MSM population size estimation is essential to prevention intervention program design. This poses a significant challenge, as many MSM do not self-identify or choose not to disclose their sexuality. A number of methods, including the relatively new network scale-up method, have shown effectiveness for use with MSM. UNAIDS recommends making estimates by triangulating results from more than one method and cautions that data should be interpreted with caution and sampling method biases should be clearly acknowledged. Finally, more research should be done on the viability of all methods for use with MSM.

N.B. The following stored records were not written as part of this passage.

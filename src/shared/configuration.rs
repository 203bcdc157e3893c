// Copyright 2024-Present Datadog, Inc. https://www.datadoghq.com/
// SPDX-License-Identifier: Apache-2.0

use crate::shared::constants;
use serde::{Deserialize, Serialize};
use std::path::PathBuf;
use std::time::Duration;

/// Bitmask selecting which fault categories the installer hooks.
///
/// The bit layout is part of the host-facing contract; a zero mask means
/// "install everything".
#[derive(Debug, Copy, Clone, PartialEq, Eq, Serialize, Deserialize)]
#[serde(transparent)]
pub struct HookMask(pub u32);

impl HookMask {
    pub const STRUCTURED_EXCEPTION: HookMask = HookMask(0x1);
    pub const TERMINATE_CALL: HookMask = HookMask(0x2);
    pub const UNEXPECTED_CALL: HookMask = HookMask(0x4);
    pub const PURE_CALL: HookMask = HookMask(0x8);
    pub const ALLOC_FAILURE: HookMask = HookMask(0x10);
    pub const SECURITY: HookMask = HookMask(0x20);
    pub const INVALID_PARAMETER: HookMask = HookMask(0x40);
    pub const SIGABRT: HookMask = HookMask(0x80);
    pub const SIGFPE: HookMask = HookMask(0x100);
    pub const SIGILL: HookMask = HookMask(0x200);
    pub const SIGINT: HookMask = HookMask(0x400);
    pub const SIGSEGV: HookMask = HookMask(0x800);
    pub const SIGTERM: HookMask = HookMask(0x1000);
    pub const ALL: HookMask = HookMask(0xFFFF);

    pub const fn contains(self, other: HookMask) -> bool {
        self.0 & other.0 != 0
    }

    pub const fn is_empty(self) -> bool {
        self.0 == 0
    }

    /// The effective mask: an empty mask defaults to all categories.
    pub const fn or_all(self) -> HookMask {
        if self.is_empty() {
            HookMask::ALL
        } else {
            self
        }
    }
}

impl Default for HookMask {
    fn default() -> Self {
        HookMask::ALL
    }
}

impl std::ops::BitOr for HookMask {
    type Output = HookMask;
    fn bitor(self, rhs: HookMask) -> HookMask {
        HookMask(self.0 | rhs.0)
    }
}

/// How much process state the reporter should capture in the dump.
#[repr(C)]
#[derive(Debug, Copy, Clone, PartialEq, Eq, Default, Serialize, Deserialize)]
pub enum DumpVerbosity {
    /// Stack and registers of the faulting thread only.
    Minimal,
    #[default]
    Normal,
    /// Full memory of the process.  Expensive, and the resulting report may
    /// contain sensitive data.
    Full,
}

/// Install-time configuration of the crash handler.  Immutable once the
/// handler is installed.
///
/// Empty/absent fields whose defaults depend on the process image (app name,
/// reporter path, output directory) are resolved during `install()`, not
/// here; the application version has no derivable default on unix and is
/// therefore required up front.
#[derive(Debug, Clone, PartialEq, Serialize, Deserialize)]
pub struct CrashConfiguration {
    app_name: String,
    app_version: String,
    reporter_path: Option<PathBuf>,
    symbol_helper_path: Option<PathBuf>,
    output_dir: Option<PathBuf>,
    dump_verbosity: DumpVerbosity,
    hooks: HookMask,
    server_url: Option<String>,
    reporter_timeout: Duration,
    create_alt_stack: bool,
    // Suppress the local stderr notification when the reporter fails to
    // launch (headless hosts).
    silent: bool,
}

impl CrashConfiguration {
    #[allow(clippy::too_many_arguments)]
    pub fn new(
        app_name: impl Into<String>,
        app_version: impl Into<String>,
        reporter_path: Option<PathBuf>,
        symbol_helper_path: Option<PathBuf>,
        output_dir: Option<PathBuf>,
        dump_verbosity: DumpVerbosity,
        hooks: HookMask,
        server_url: Option<String>,
        reporter_timeout: Option<Duration>,
        create_alt_stack: bool,
        silent: bool,
    ) -> anyhow::Result<Self> {
        let app_version = app_version.into();
        anyhow::ensure!(
            !app_version.trim().is_empty(),
            "Application version is required and cannot be derived on this platform"
        );
        Ok(Self {
            app_name: app_name.into(),
            app_version,
            reporter_path,
            symbol_helper_path,
            output_dir,
            dump_verbosity,
            hooks: hooks.or_all(),
            server_url,
            reporter_timeout: reporter_timeout.unwrap_or(constants::DEFAULT_REPORTER_TIMEOUT),
            create_alt_stack,
            silent,
        })
    }

    /// Minimal configuration: everything else at its default.
    pub fn with_defaults(
        app_name: impl Into<String>,
        app_version: impl Into<String>,
    ) -> anyhow::Result<Self> {
        Self::new(
            app_name,
            app_version,
            None,
            None,
            None,
            DumpVerbosity::default(),
            HookMask::ALL,
            None,
            None,
            true,
            false,
        )
    }

    pub fn app_name(&self) -> &str {
        &self.app_name
    }

    pub fn app_version(&self) -> &str {
        &self.app_version
    }

    pub fn reporter_path(&self) -> Option<&PathBuf> {
        self.reporter_path.as_ref()
    }

    pub fn symbol_helper_path(&self) -> Option<&PathBuf> {
        self.symbol_helper_path.as_ref()
    }

    pub fn output_dir(&self) -> Option<&PathBuf> {
        self.output_dir.as_ref()
    }

    pub fn dump_verbosity(&self) -> DumpVerbosity {
        self.dump_verbosity
    }

    pub fn hooks(&self) -> HookMask {
        self.hooks
    }

    pub fn server_url(&self) -> Option<&String> {
        self.server_url.as_ref()
    }

    pub fn reporter_timeout(&self) -> Duration {
        self.reporter_timeout
    }

    pub fn create_alt_stack(&self) -> bool {
        self.create_alt_stack
    }

    pub fn silent(&self) -> bool {
        self.silent
    }

    pub fn set_output_dir(&mut self, dir: PathBuf) {
        self.output_dir = Some(dir);
    }

    pub fn set_reporter_path(&mut self, path: PathBuf) {
        self.reporter_path = Some(path);
    }

    pub fn set_app_name(&mut self, name: String) {
        self.app_name = name;
    }
}

#[cfg(test)]
mod tests {
    use super::*;

    #[test]
    fn test_version_required() {
        let cfg = CrashConfiguration::with_defaults("demo", "");
        assert!(cfg.is_err());
        let cfg = CrashConfiguration::with_defaults("demo", "   ");
        assert!(cfg.is_err());
        let cfg = CrashConfiguration::with_defaults("demo", "1.0.0").unwrap();
        assert_eq!(cfg.app_version(), "1.0.0");
    }

    #[test]
    fn test_empty_mask_defaults_to_all() {
        let cfg = CrashConfiguration::new(
            "demo",
            "1.0.0",
            None,
            None,
            None,
            DumpVerbosity::Normal,
            HookMask(0),
            None,
            None,
            false,
            true,
        )
        .unwrap();
        assert_eq!(cfg.hooks(), HookMask::ALL);
    }

    #[test]
    fn test_mask_contains() {
        let mask = HookMask::SIGABRT | HookMask::SIGSEGV;
        assert!(mask.contains(HookMask::SIGABRT));
        assert!(mask.contains(HookMask::SIGSEGV));
        assert!(!mask.contains(HookMask::SIGINT));
        assert!(HookMask::ALL.contains(HookMask::STRUCTURED_EXCEPTION));
    }

    #[test]
    fn test_default_timeout_applied() {
        let cfg = CrashConfiguration::with_defaults("demo", "1.0.0").unwrap();
        assert_eq!(cfg.reporter_timeout(), constants::DEFAULT_REPORTER_TIMEOUT);
    }

    #[test]
    fn test_configuration_round_trips_through_json() {
        let cfg = CrashConfiguration::with_defaults("demo", "1.0.0").unwrap();
        let json = serde_json::to_string(&cfg).unwrap();
        let back: CrashConfiguration = serde_json::from_str(&json).unwrap();
        assert_eq!(cfg, back);
    }
}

IV. Current Status of Implementation Experience

Regardless of which combination of prevention approaches is used, a number of overarching best practices are recommended to improve the reach and quality of all MSM-targeted HIV programs:

  1. 1. Involve MSM and MSM living with HIV in program design, implementation, and evaluation. The most deep-reaching and successful approaches to prevention interventions leverage community ties and experiences; their networks, an understanding of risk-related issues, and their ability to meaningfully connect with other MSM.
  2. 2. Ensure confidentiality. Given the high levels of stigma and discrimination MSM face, confidentiality is a key requirement.
  3. 3. Provide training for both general healthcare staff and staff who work in HIV prevention, care and treatment programs to help them provide quality, stigma-free services.
  4. 4. Reach beyond MSM groups. Interventions that target general audiences in addition to MSM audiences have been shown to also reach diverse subgroups of MSM, including non-self-identified MSM.
  5. 5. Collect and use strategic information such as ongoing surveillance, research studies, and monitoring and evaluation data, and incorporate new knowledge and technological advances as they emerge.
  6. 6. Link, integrate and co-locate services, especially to HIV care and treatment for HIV-positive MSM. This is particularly important, as anti-retroviral therapy has been identified as a key component of successful HIV prevention.

Although many studies demonstrate the reproducibility of research and the effectiveness of behavioral interventions with MSM in the United States, far less information is available for program outcomes in other geographic areas, such as Africa and Asia, and among hard-to-reach subgroups of MSM. To inform future interventions, more investment must be made in conducting research in these other contexts and publishing findings widely.